**Aim of the exercise**
Restate word for word the lines of the entries below, starting with the line that holds "pub struct MoveRequest" and ending with the line that holds "pub struct ChassisCommand", and no others.
Start of Data listing
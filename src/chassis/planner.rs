// Displacement -> (velocity, duration) planning for the omnidirectional base
//
// Ground friction makes the base cover less distance per second than
// commanded, so the nominal duration is inflated by (1 + friction). The
// planner emits a single constant velocity; ramping is done by the bridge.

use std::time::Duration;

use serde::{Deserialize, Serialize};

use crate::config::{MAX_ANGULAR_SPEED, MAX_LINEAR_SPEED};
use crate::error::{MotionError, Result};

/// Friction compensation factors per axis (0.0 = no compensation)
#[derive(Debug, Clone, Copy, Default, PartialEq, Serialize, Deserialize)]
pub struct FrictionCoeffs {
    pub linear: f64,
    pub angular: f64,
}

impl FrictionCoeffs {
    pub fn new(linear: f64, angular: f64) -> Self {
        Self { linear, angular }
    }
}

/// Relative chassis move in the body frame
#[derive(Debug, Clone, Copy, PartialEq)]
pub struct MoveRequest {
    pub x: f64,     // m, forward
    pub y: f64,     // m, left
    pub angle: f64, // rad, counter-clockwise
    pub linear_speed: f64,
    pub angular_speed: f64,
    pub friction: FrictionCoeffs,
}

/// One constant velocity held for `duration`, then zero
#[derive(Debug, Clone, Copy, PartialEq)]
pub struct ChassisCommand {
    pub vx: f64,
    pub vy: f64,
    pub omega: f64,
    pub duration: Duration,
}

impl ChassisCommand {
    pub fn idle() -> Self {
        Self {
            vx: 0.0,
            vy: 0.0,
            omega: 0.0,
            duration: Duration::ZERO,
        }
    }
}

#[derive(Debug, Clone, Copy)]
pub struct ChassisPlanner {
    max_linear: f64,
    max_angular: f64,
}

impl Default for ChassisPlanner {
    fn default() -> Self {
        Self::new()
    }
}

impl ChassisPlanner {
    pub fn new() -> Self {
        Self::with_limits(MAX_LINEAR_SPEED, MAX_ANGULAR_SPEED)
    }

    pub fn with_limits(max_linear: f64, max_angular: f64) -> Self {
        Self {
            max_linear,
            max_angular,
        }
    }

    /// Straight-line move of `distance` combined with a rotation of `angle`
    pub fn plan(
        &self,
        distance: f64,
        angle: f64,
        linear_speed: f64,
        angular_speed: f64,
        friction: FrictionCoeffs,
    ) -> Result<ChassisCommand> {
        self.plan_move(&MoveRequest {
            x: distance,
            y: 0.0,
            angle,
            linear_speed,
            angular_speed,
            friction,
        })
    }

    /// Plan an arbitrary (x, y, angle) move
    ///
    /// Combined moves take the longer of the two inflated axis durations; the
    /// other axis is slowed down so both finish together.
    pub fn plan_move(&self, req: &MoveRequest) -> Result<ChassisCommand> {
        let inputs = [
            req.x,
            req.y,
            req.angle,
            req.linear_speed,
            req.angular_speed,
            req.friction.linear,
            req.friction.angular,
        ];
        if inputs.iter().any(|v| !v.is_finite()) {
            return Err(MotionError::InvalidRequest(format!(
                "non-finite chassis request {:?}",
                req
            )));
        }
        if req.friction.linear < 0.0 || req.friction.angular < 0.0 {
            return Err(MotionError::InvalidRequest(format!(
                "negative friction {:?}",
                req.friction
            )));
        }

        let distance = req.x.hypot(req.y);
        let linear_gain = 1.0 + req.friction.linear;
        let angular_gain = 1.0 + req.friction.angular;

        // Speed sign comes from the displacement; magnitude is capped
        let linear_speed = req.linear_speed.abs().min(self.max_linear);
        let angular_speed = req.angular_speed.abs().min(self.max_angular);

        let linear_time = axis_time(distance, linear_speed, linear_gain, "linear")?;
        let angular_time = axis_time(req.angle.abs(), angular_speed, angular_gain, "angular")?;
        let duration = linear_time.max(angular_time);

        if duration == 0.0 {
            return Ok(ChassisCommand::idle());
        }

        let hold = Duration::try_from_secs_f64(duration).map_err(|e| {
            MotionError::InvalidRequest(format!("planned duration {}s: {}", duration, e))
        })?;

        Ok(ChassisCommand {
            vx: req.x * linear_gain / duration,
            vy: req.y * linear_gain / duration,
            omega: req.angle * angular_gain / duration,
            duration: hold,
        })
    }
}

/// Inflated time (seconds) to cover `amount` at `speed`
fn axis_time(amount: f64, speed: f64, gain: f64, axis: &str) -> Result<f64> {
    if amount == 0.0 {
        return Ok(0.0);
    }
    if speed <= 0.0 {
        return Err(MotionError::InvalidRequest(format!(
            "{} speed must be positive to move {}",
            axis, amount
        )));
    }
    Ok(amount / speed * gain)
}

#[cfg(test)]
mod tests {
    use super::*;
    use std::f64::consts::FRAC_PI_2;

    fn close(a: f64, b: f64) -> bool {
        (a - b).abs() < 1e-9
    }

    #[test]
    fn test_friction_inflates_duration() {
        let planner = ChassisPlanner::new();
        let cmd = planner
            .plan(1.0, 0.0, 1.0, 1.0, FrictionCoeffs::new(0.1, 0.0))
            .unwrap();
        assert!(close(cmd.duration.as_secs_f64(), 1.1), "{:?}", cmd);
        assert!(close(cmd.vx, 1.0));
        assert_eq!(cmd.vy, 0.0);
        assert_eq!(cmd.omega, 0.0);
    }

    #[test]
    fn test_velocity_sign_follows_request() {
        let planner = ChassisPlanner::new();
        let cmd = planner
            .plan(-0.5, 0.0, 0.25, 0.3, FrictionCoeffs::default())
            .unwrap();
        assert!(close(cmd.duration.as_secs_f64(), 2.0));
        assert!(close(cmd.vx, -0.25));

        let turn = planner
            .plan(0.0, -FRAC_PI_2, 0.1, -0.5, FrictionCoeffs::new(0.0, 0.2))
            .unwrap();
        assert!(close(turn.duration.as_secs_f64(), FRAC_PI_2 / 0.5 * 1.2));
        assert!(close(turn.omega, -0.5));
    }

    #[test]
    fn test_speeds_clamped_to_maxima() {
        let planner = ChassisPlanner::new();
        let cmd = planner
            .plan(6.0, 0.0, 10.0, 1.0, FrictionCoeffs::default())
            .unwrap();
        assert!(close(cmd.vx, MAX_LINEAR_SPEED));
        assert!(close(cmd.duration.as_secs_f64(), 2.0));

        let spin = planner
            .plan(0.0, 4.0, 1.0, 8.0, FrictionCoeffs::default())
            .unwrap();
        assert!(close(spin.omega, MAX_ANGULAR_SPEED));
    }

    #[test]
    fn test_combined_move_uses_longest_axis() {
        let planner = ChassisPlanner::new();
        // translation needs 2s, rotation needs 1s
        let cmd = planner
            .plan(0.2, 0.3, 0.1, 0.3, FrictionCoeffs::default())
            .unwrap();
        assert!(close(cmd.duration.as_secs_f64(), 2.0));
        assert!(close(cmd.vx, 0.1));
        assert!(close(cmd.omega, 0.15));
    }

    #[test]
    fn test_diagonal_move_splits_speed() {
        let planner = ChassisPlanner::new();
        let cmd = planner
            .plan_move(&MoveRequest {
                x: 0.3,
                y: -0.4,
                angle: 0.0,
                linear_speed: 0.1,
                angular_speed: 0.3,
                friction: FrictionCoeffs::new(0.5, 0.0),
            })
            .unwrap();
        // |d| = 0.5 -> 5s nominal, 7.5s inflated
        assert!(close(cmd.duration.as_secs_f64(), 7.5));
        assert!(close(cmd.vx, 0.06));
        assert!(close(cmd.vy, -0.08));
    }

    #[test]
    fn test_empty_move_is_idle() {
        let planner = ChassisPlanner::new();
        let cmd = planner
            .plan(0.0, 0.0, 0.0, 0.0, FrictionCoeffs::default())
            .unwrap();
        assert_eq!(cmd, ChassisCommand::idle());
    }

    #[test]
    fn test_unrepresentable_duration_is_rejected() {
        let planner = ChassisPlanner::new();
        let result = planner.plan(1.0, 0.0, 1e-300, 0.3, FrictionCoeffs::default());
        assert!(matches!(result, Err(MotionError::InvalidRequest(_))));

        let result = planner.plan(0.0, 1.0, 0.1, 1e-300, FrictionCoeffs::default());
        assert!(matches!(result, Err(MotionError::InvalidRequest(_))));
    }

    #[test]
    fn test_invalid_requests() {
        let planner = ChassisPlanner::new();
        assert!(planner
            .plan(1.0, 0.0, 0.0, 0.3, FrictionCoeffs::default())
            .is_err());
        assert!(planner
            .plan(f64::NAN, 0.0, 0.1, 0.3, FrictionCoeffs::default())
            .is_err());
        assert!(planner
            .plan(1.0, 0.0, 0.1, 0.3, FrictionCoeffs::new(-0.5, 0.0))
            .is_err());
    }
}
End of Data listing
**Exercise response**
pub struct MoveRequest {
    pub x: f64,     // m, forward
    pub y: f64,     // m, left
    pub angle: f64, // rad, counter-clockwise
    pub linear_speed: f64,
    pub angular_speed: f64,
    pub friction: FrictionCoeffs,
}

/// One constant velocity held for `duration`, then zero
#[derive(Debug, Clone, Copy, PartialEq)]
pub struct ChassisCommand {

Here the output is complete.